The new chief of the Ridgeville Township Fire Department is, in fact, an old hand on the department.
Ken Freytag, appointed to the post by the Ridgeville Township Trustees, Tuesday, Sept. 11, has been on the department for 27 years.
He was considered for the job in 2006, when Bob VonDeylen, then fire chief, became ill and resigned. He died that October.
At the time, the trustees selected Dexter Benecke, who had held the job before VonDeylen.
“I was perfectly fine with that,” Freytag said.
Benecke announced his second retirement in August.
Freytag said for him, being a member of the fire department is community service.
His interest in community service “might go clear back to 4-H days. I was in 4-H for all the years you can be in,” he said.
“We would do community service projects, and it was always a gratifying feeling.”
Before joining the fire department, Freytag was part of a Henry County search and rescue team, prior to the group disbanding.
Freytag said he hasn’t had any specific training to be a fire chief.
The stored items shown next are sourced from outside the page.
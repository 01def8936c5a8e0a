//! Application settings loaded from an optional TOML file.

use crate::ai::{GenerationOptions, ModelConfig, DEFAULT_MODEL};
use crate::ai::client::{DEFAULT_MAX_TOKENS, DEFAULT_TEMPERATURE};
use serde::Deserialize;
use std::path::{Path, PathBuf};

pub const CONFIG_PATH_ENV: &str = "INTERVIEW_QUIZ_CONFIG";
pub const MODEL_ENV: &str = "INTERVIEW_QUIZ_MODEL";

#[derive(Debug, Clone, PartialEq, Deserialize)]
#[serde(default)]
pub struct AppConfig {
    pub model: String,
    pub temperature: f32,
    pub max_tokens: u32,
    pub notes_dir: PathBuf,
    pub export_dir: PathBuf,
    /// Ask for a confidence rating after every answer.
    pub confidence_step: bool,
    /// Ask the model to tag questions as logic or conceptual.
    pub tag_question_kind: bool,
    pub default_question_count: usize,
}

impl Default for AppConfig {
    fn default() -> Self {
        Self {
            model: DEFAULT_MODEL.to_string(),
            temperature: DEFAULT_TEMPERATURE,
            max_tokens: DEFAULT_MAX_TOKENS,
            notes_dir: PathBuf::from("notes"),
            export_dir: PathBuf::from("."),
            confidence_step: true,
            tag_question_kind: true,
            default_question_count: 10,
        }
    }
}

impl AppConfig {
    /// Resolve the config file, read it, then apply environment overrides.
    pub fn load(data_dir: &Path) -> Self {
        let path = std::env::var(CONFIG_PATH_ENV)
            .map(PathBuf::from)
            .unwrap_or_else(|_| data_dir.join("config.toml"));
        Self::load_from(&path).with_model_override(std::env::var(MODEL_ENV).ok())
    }

    /// Defaults when the file is missing; parse and read errors are logged.
    pub fn load_from(path: &Path) -> Self {
        if !path.exists() {
            tracing::info!(path = %path.display(), "no config file, using defaults");
            return Self::default();
        }
        match std::fs::read_to_string(path) {
            Ok(s) => match toml::from_str::<AppConfig>(&s) {
                Ok(cfg) => {
                    tracing::info!(path = %path.display(), "loaded config");
                    cfg
                }
                Err(e) => {
                    tracing::error!(path = %path.display(), error = %e, "failed to parse config");
                    Self::default()
                }
            },
            Err(e) => {
                tracing::error!(path = %path.display(), error = %e, "failed to read config");
                Self::default()
            }
        }
    }

    pub fn with_model_override(mut self, model: Option<String>) -> Self {
        if let Some(model) = model
            && !model.trim().is_empty()
        {
            self.model = model.trim().to_string();
        }
        self
    }

    pub fn model_config(&self) -> ModelConfig {
        ModelConfig {
            model: self.model.clone(),
            temperature: Some(self.temperature),
            max_tokens: Some(self.max_tokens),
        }
    }

    pub fn generation_options(&self) -> GenerationOptions {
        GenerationOptions {
            tag_question_kind: self.tag_question_kind,
        }
    }
}

#[cfg(test)]
mod tests {
    use super::*;

    #[test]
    fn test_missing_file_uses_defaults() {
        let dir = tempfile::tempdir().unwrap();
        let cfg = AppConfig::load_from(&dir.path().join("config.toml"));
        assert_eq!(cfg, AppConfig::default());
        assert_eq!(cfg.model, "openai/gpt-oss-120b");
        assert!(cfg.confidence_step);
    }

    #[test]
    fn test_partial_file_keeps_other_defaults() {
        let dir = tempfile::tempdir().unwrap();
        let path = dir.path().join("config.toml");
        std::fs::write(
            &path,
            "confidence_step = false\nnotes_dir = \"/tmp/notes\"\ndefault_question_count = 15\n",
        )
        .unwrap();

        let cfg = AppConfig::load_from(&path);
        assert!(!cfg.confidence_step);
        assert_eq!(cfg.notes_dir, PathBuf::from("/tmp/notes"));
        assert_eq!(cfg.default_question_count, 15);
        assert_eq!(cfg.max_tokens, 4096);
        assert!(cfg.tag_question_kind);
    }

    #[test]
    fn test_invalid_file_falls_back_to_defaults() {
        let dir = tempfile::tempdir().unwrap();
        let path = dir.path().join("config.toml");
        std::fs::write(&path, "temperature = \"hot\"").unwrap();
        assert_eq!(AppConfig::load_from(&path), AppConfig::default());
    }

    #[test]
    fn test_model_override() {
        let cfg = AppConfig::default()
            .with_model_override(Some("meta-llama/llama-3.1-70b-instruct".to_string()));
        assert_eq!(cfg.model, "meta-llama/llama-3.1-70b-instruct");
        assert_eq!(cfg.model_config().model, "meta-llama/llama-3.1-70b-instruct");

        let cfg = AppConfig::default().with_model_override(Some("  ".to_string()));
        assert_eq!(cfg.model, DEFAULT_MODEL);
    }

    #[test]
    fn test_generation_options_follow_flag() {
        let cfg = AppConfig {
            tag_question_kind: false,
            ..AppConfig::default()
        };
        assert!(!cfg.generation_options().tag_question_kind);
    }
}
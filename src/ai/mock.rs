use crate::ai::client::{CompletionRequest, LlmProvider};
use crate::error::GenerationError;
use async_trait::async_trait;
use std::collections::VecDeque;
use std::sync::Mutex;

/// Scripted provider for tests: replays queued replies in order and records
/// every request it receives.
pub struct MockProvider {
    responses: Mutex<VecDeque<Result<String, GenerationError>>>,
    requests: Mutex<Vec<CompletionRequest>>,
}

impl MockProvider {
    pub fn with_responses(responses: Vec<Result<String, GenerationError>>) -> Self {
        Self {
            responses: Mutex::new(responses.into()),
            requests: Mutex::new(Vec::new()),
        }
    }

    pub fn requests(&self) -> Vec<CompletionRequest> {
        self.requests.lock().unwrap().clone()
    }
}

#[async_trait]
impl LlmProvider for MockProvider {
    async fn complete(&self, request: &CompletionRequest) -> Result<String, GenerationError> {
        self.requests.lock().unwrap().push(request.clone());
        self.responses
            .lock()
            .unwrap()
            .pop_front()
            .unwrap_or(Err(GenerationError::EmptyResponse))
    }
}
use ratatui::layout::{Constraint, Direction, Layout, Rect};

pub struct SetupLayout {
    pub header_area: Rect,
    pub editor_area: Rect,
    pub settings_area: Rect,
    pub files_area: Rect,
    pub status_area: Rect,
    pub help_area: Rect,
}

pub struct QuizLayout {
    pub header_area: Rect,
    pub question_area: Rect,
    pub options_area: Rect,
    pub help_area: Rect,
}

pub struct ResultsLayout {
    pub header_area: Rect,
    pub stats_area: Rect,
    pub review_area: Rect,
    pub summary_area: Rect,
    pub footer_area: Rect,
}

pub fn calculate_setup_chunks(area: Rect) -> SetupLayout {
    let chunks = Layout::default()
        .direction(Direction::Vertical)
        .margin(1)
        .constraints([
            Constraint::Length(3),
            Constraint::Min(6),
            Constraint::Length(1),
            Constraint::Length(3),
        ])
        .split(area);

    let body = Layout::default()
        .direction(Direction::Horizontal)
        .constraints([Constraint::Percentage(65), Constraint::Percentage(35)])
        .split(chunks[1]);

    let side = Layout::default()
        .direction(Direction::Vertical)
        .constraints([Constraint::Length(7), Constraint::Min(3)])
        .split(body[1]);

    SetupLayout {
        header_area: chunks[0],
        editor_area: body[0],
        settings_area: side[0],
        files_area: side[1],
        status_area: chunks[2],
        help_area: chunks[3],
    }
}

pub fn calculate_quiz_chunks(area: Rect) -> QuizLayout {
    let chunks = Layout::default()
        .direction(Direction::Vertical)
        .margin(1)
        .constraints([
            Constraint::Length(3),
            Constraint::Min(4),
            Constraint::Length(12),
            Constraint::Length(3),
        ])
        .split(area);

    QuizLayout {
        header_area: chunks[0],
        question_area: chunks[1],
        options_area: chunks[2],
        help_area: chunks[3],
    }
}

pub fn calculate_results_chunks(area: Rect) -> ResultsLayout {
    let chunks = Layout::default()
        .direction(Direction::Vertical)
        .margin(1)
        .constraints([
            Constraint::Length(3),
            Constraint::Length(6),
            Constraint::Min(8),
            Constraint::Length(3),
        ])
        .split(area);

    let body = Layout::default()
        .direction(Direction::Horizontal)
        .constraints([Constraint::Percentage(50), Constraint::Percentage(50)])
        .split(chunks[2]);

    ResultsLayout {
        header_area: chunks[0],
        stats_area: chunks[1],
        review_area: body[0],
        summary_area: body[1],
        footer_area: chunks[3],
    }
}

/// Rectangle of the given percentages centered in `area`.
pub fn centered_rect(percent_x: u16, percent_y: u16, area: Rect) -> Rect {
    let vertical = Layout::default()
        .direction(Direction::Vertical)
        .constraints([
            Constraint::Percentage((100 - percent_y) / 2),
            Constraint::Percentage(percent_y),
            Constraint::Percentage((100 - percent_y) / 2),
        ])
        .split(area);

    Layout::default()
        .direction(Direction::Horizontal)
        .constraints([
            Constraint::Percentage((100 - percent_x) / 2),
            Constraint::Percentage(percent_x),
            Constraint::Percentage((100 - percent_x) / 2),
        ])
        .split(vertical[1])[1]
}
“Just the school of hard knocks,” he said.
He has attended several seminars covering topics such as incident command and hazardous materials.
“People skills are one of the more important aspects of being a leader– knowing your personnel and what can be expected from them,” he said.
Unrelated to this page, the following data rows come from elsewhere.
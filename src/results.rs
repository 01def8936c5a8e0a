use crate::ai::ClarificationContext;
use crate::ai_worker::AiRequest;
use crate::error::GenerationError;
use crate::models::{FollowUpResponse, QuizSession};
use crate::stats;
use crate::utils::markdown::parse_code_snippet;
use crossterm::event::{KeyCode, KeyEvent, KeyModifiers};
use std::collections::{HashMap, HashSet};

pub const TUTOR_ERROR_MESSAGE: &str = "The tutor could not answer right now. Try again.";

#[derive(Debug, Clone, PartialEq)]
pub enum SummaryStatus {
    Pending,
    Ready(String),
    Failed,
}

/// Follow-up question being typed for one review item.
#[derive(Debug, Clone, PartialEq)]
pub struct TutorPrompt {
    pub question_id: String,
    pub question_index: usize,
    pub input: String,
    pub is_asking: bool,
    pub error: Option<String>,
}

#[derive(Debug, PartialEq)]
pub enum ResultsAction {
    None,
    Restart,
    Quit,
    Ask(AiRequest),
    Export,
    Copy(String),
}

#[derive(Debug)]
pub struct ResultsState {
    pub selected: usize,
    pub expanded: Option<usize>,
    pub summary: SummaryStatus,
    pub tutor: Option<TutorPrompt>,
    pub export_confirm: bool,
    pub status_message: Option<String>,
    pub summary_scroll: u16,
    summary_requested: bool,
    tutor_responses: HashMap<String, FollowUpResponse>,
    /// Question ids with a clarification request still in flight.
    tutor_pending: HashSet<String>,
}

impl Default for ResultsState {
    fn default() -> Self {
        Self::new()
    }
}

impl ResultsState {
    pub fn new() -> Self {
        Self {
            selected: 0,
            expanded: None,
            summary: SummaryStatus::Pending,
            tutor: None,
            export_confirm: false,
            status_message: None,
            summary_scroll: 0,
            summary_requested: false,
            tutor_responses: HashMap::new(),
            tutor_pending: HashSet::new(),
        }
    }

    /// True exactly once per results visit.
    pub fn take_summary_request(&mut self) -> bool {
        if self.summary_requested {
            return false;
        }
        self.summary_requested = true;
        true
    }

    pub fn summary_request(&mut self, session: &QuizSession) -> Option<AiRequest> {
        if !self.take_summary_request() {
            return None;
        }
        Some(AiRequest::Summarize {
            questions: session.questions().to_vec(),
            difficulty: session.difficulty(),
        })
    }

    pub fn apply_summary(&mut self, result: Result<String, GenerationError>) {
        if self.summary != SummaryStatus::Pending {
            tracing::warn!("ignoring duplicate summary result");
            return;
        }
        self.summary = match result {
            Ok(text) => SummaryStatus::Ready(text),
            Err(_) => SummaryStatus::Failed,
        };
    }

    pub fn ready_summary(&self) -> Option<&str> {
        match &self.summary {
            SummaryStatus::Ready(text) => Some(text),
            _ => None,
        }
    }

    pub fn tutor_response(&self, question_id: &str) -> Option<&FollowUpResponse> {
        self.tutor_responses.get(question_id)
    }

    pub fn can_ask(&self, question_id: &str) -> bool {
        !self.tutor_responses.contains_key(question_id) && !self.tutor_pending.contains(question_id)
    }

    pub fn is_tutor_pending(&self, question_id: &str) -> bool {
        self.tutor_pending.contains(question_id)
    }

    pub fn open_tutor(&mut self, session: &QuizSession) -> bool {
        let Some(question) = session.questions().get(self.selected) else {
            return false;
        };
        if self.tutor_pending.contains(&question.id) {
            self.status_message = Some("The tutor is still answering this question".to_string());
            return false;
        }
        if !self.can_ask(&question.id) {
            self.status_message = Some("The tutor already answered this question".to_string());
            return false;
        }
        self.tutor = Some(TutorPrompt {
            question_id: question.id.clone(),
            question_index: self.selected,
            input: String::new(),
            is_asking: false,
            error: None,
        });
        true
    }

    /// Build the clarification request for the open tutor prompt, marking it busy.
    pub fn submit_tutor(&mut self, session: &QuizSession) -> Option<AiRequest> {
        let prompt = self.tutor.as_ref()?;
        if prompt.is_asking || prompt.input.trim().is_empty() || !self.can_ask(&prompt.question_id)
        {
            return None;
        }
        let index = prompt.question_index;
        let question = session.questions().get(index)?.clone();
        let answer = session.user_answers().get(index).copied().flatten();

        let context = ClarificationContext {
            difficulty: session.difficulty(),
            topics: session
                .questions()
                .iter()
                .map(|q| q.question.clone())
                .collect(),
            answered_correctly: question.is_correct(answer),
            chosen_option: answer.map(|a| question.options[a].clone()),
            confidence: session
                .confidence_collected()
                .then(|| session.user_confidences()[index]),
            score: stats::score(session),
            total: session.len(),
        };

        let prompt = self.tutor.as_mut()?;
        prompt.is_asking = true;
        prompt.error = None;
        self.tutor_pending.insert(prompt.question_id.clone());
        Some(AiRequest::Clarify {
            question,
            query: prompt.input.trim().to_string(),
            context,
        })
    }

    pub fn apply_clarification(
        &mut self,
        question_id: String,
        query: String,
        result: Result<String, GenerationError>,
    ) {
        self.tutor_pending.remove(&question_id);
        match result {
            Ok(_) if self.tutor_responses.contains_key(&question_id) => {
                tracing::warn!(%question_id, "ignoring second tutor reply");
            }
            Ok(ai_response) => {
                let open_for_question = self
                    .tutor
                    .as_ref()
                    .is_some_and(|t| t.question_id == question_id);
                if open_for_question {
                    self.tutor = None;
                }
                self.tutor_responses.insert(
                    question_id.clone(),
                    FollowUpResponse {
                        question_id,
                        user_query: query,
                        ai_response,
                    },
                );
            }
            Err(_) => match self.tutor.as_mut() {
                Some(prompt) if prompt.question_id == question_id => {
                    prompt.is_asking = false;
                    prompt.error = Some(TUTOR_ERROR_MESSAGE.to_string());
                }
                _ => self.status_message = Some(TUTOR_ERROR_MESSAGE.to_string()),
            },
        }
    }

    /// Text to copy for the expanded question: the tutor reply, else the code example.
    pub fn copy_text(&self, session: &QuizSession) -> Option<String> {
        let question = session.questions().get(self.expanded?)?;
        if let Some(reply) = self.tutor_response(&question.id) {
            return Some(reply.ai_response.clone());
        }
        question
            .code_example
            .as_deref()
            .map(|code| parse_code_snippet(code).code)
    }
}

pub fn handle_results_input(
    results: &mut ResultsState,
    session: &QuizSession,
    key: KeyEvent,
) -> ResultsAction {
    if results.tutor.is_some() {
        return handle_tutor_input(results, session, key);
    }

    if results.export_confirm {
        match key.code {
            KeyCode::Char('y') | KeyCode::Char('Y') => {
                results.export_confirm = false;
                return ResultsAction::Export;
            }
            KeyCode::Char('n') | KeyCode::Char('N') | KeyCode::Esc => {
                results.export_confirm = false;
            }
            _ => {}
        }
        return ResultsAction::None;
    }

    results.status_message = None;
    match key.code {
        KeyCode::Up => {
            results.selected = results.selected.saturating_sub(1);
            ResultsAction::None
        }
        KeyCode::Down => {
            if results.selected + 1 < session.len() {
                results.selected += 1;
            }
            ResultsAction::None
        }
        KeyCode::Enter => {
            results.expanded = match results.expanded {
                Some(i) if i == results.selected => None,
                _ => Some(results.selected),
            };
            ResultsAction::None
        }
        KeyCode::PageUp => {
            results.summary_scroll = results.summary_scroll.saturating_sub(5);
            ResultsAction::None
        }
        KeyCode::PageDown => {
            results.summary_scroll = results.summary_scroll.saturating_add(5);
            ResultsAction::None
        }
        KeyCode::Char('t') => {
            results.open_tutor(session);
            ResultsAction::None
        }
        KeyCode::Char('c') => match results.copy_text(session) {
            Some(text) => ResultsAction::Copy(text),
            None => {
                results.status_message =
                    Some("Expand a question with a tutor reply or code to copy".to_string());
                ResultsAction::None
            }
        },
        KeyCode::Char('e') => {
            if results.ready_summary().is_some() {
                results.export_confirm = true;
            } else {
                results.status_message = Some("The summary is not ready yet".to_string());
            }
            ResultsAction::None
        }
        KeyCode::Char('r') => ResultsAction::Restart,
        KeyCode::Char('q') | KeyCode::Esc => ResultsAction::Quit,
        _ => ResultsAction::None,
    }
}

fn handle_tutor_input(
    results: &mut ResultsState,
    session: &QuizSession,
    key: KeyEvent,
) -> ResultsAction {
    if key.code == KeyCode::Esc {
        results.tutor = None;
        return ResultsAction::None;
    }
    if key.code == KeyCode::Enter {
        return match results.submit_tutor(session) {
            Some(request) => ResultsAction::Ask(request),
            None => ResultsAction::None,
        };
    }

    let Some(prompt) = results.tutor.as_mut() else {
        return ResultsAction::None;
    };
    if prompt.is_asking || key.modifiers.contains(KeyModifiers::CONTROL) {
        return ResultsAction::None;
    }
    match key.code {
        KeyCode::Char(c) => prompt.input.push(c),
        KeyCode::Backspace => {
            prompt.input.pop();
        }
        _ => {}
    }
    ResultsAction::None
}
“Everybody has different talents and abilities. You have to be able to utilize them both at a (fire or rescue) scene and at the station.”
Freytag said the department has a good mix of skills among its 30 members.
“Your older members take on more of an advisory position,” he said. “They put on the SCBA (self-contained breathing apparatus, or smoke mask), and go in (to a fire). But they’ve got just as vital a role at the scene as any other job.
“You don’t ask people to go beyond what they feel comfortable doing. That’s when people get hurt.
“Of course, it’s not a bad idea to let people push that envelope of comfort, to prove to themselves, ‘hey, I can do this.’
“You challenge your personnel to do their best, and accept new roles and challenges.”
When asked if there was a lot of paperwork involved in the job, Freytag sweeps a hand over the stacks of papers and notebooks, and said, “Look at my desk!”
“I knew it (paperwork) existed. Probably the number one challenge is to find out what all there is, and then figure out who I can delegate some of that work to.”
In his years with the department, Freytag said he’s seen every fire truck or ambulance replaced once, sometimes two or three times.
“This is the third ambulance and the second brush truck,” he said.
He has been on the committee that has written the specifications for all but one of the current fleet of vehicles.
“At least I know how they’re put together,” he said.
As of Saturday, Sept. 15, Freytag said he has yet to take command at a fire or accident scene.
“Whoever gets there first, the first officer on the scene takes command. If they’re not asking for help, I’ll let them fly with it,” he said.
“So far, I haven’t announced that I’m in command.”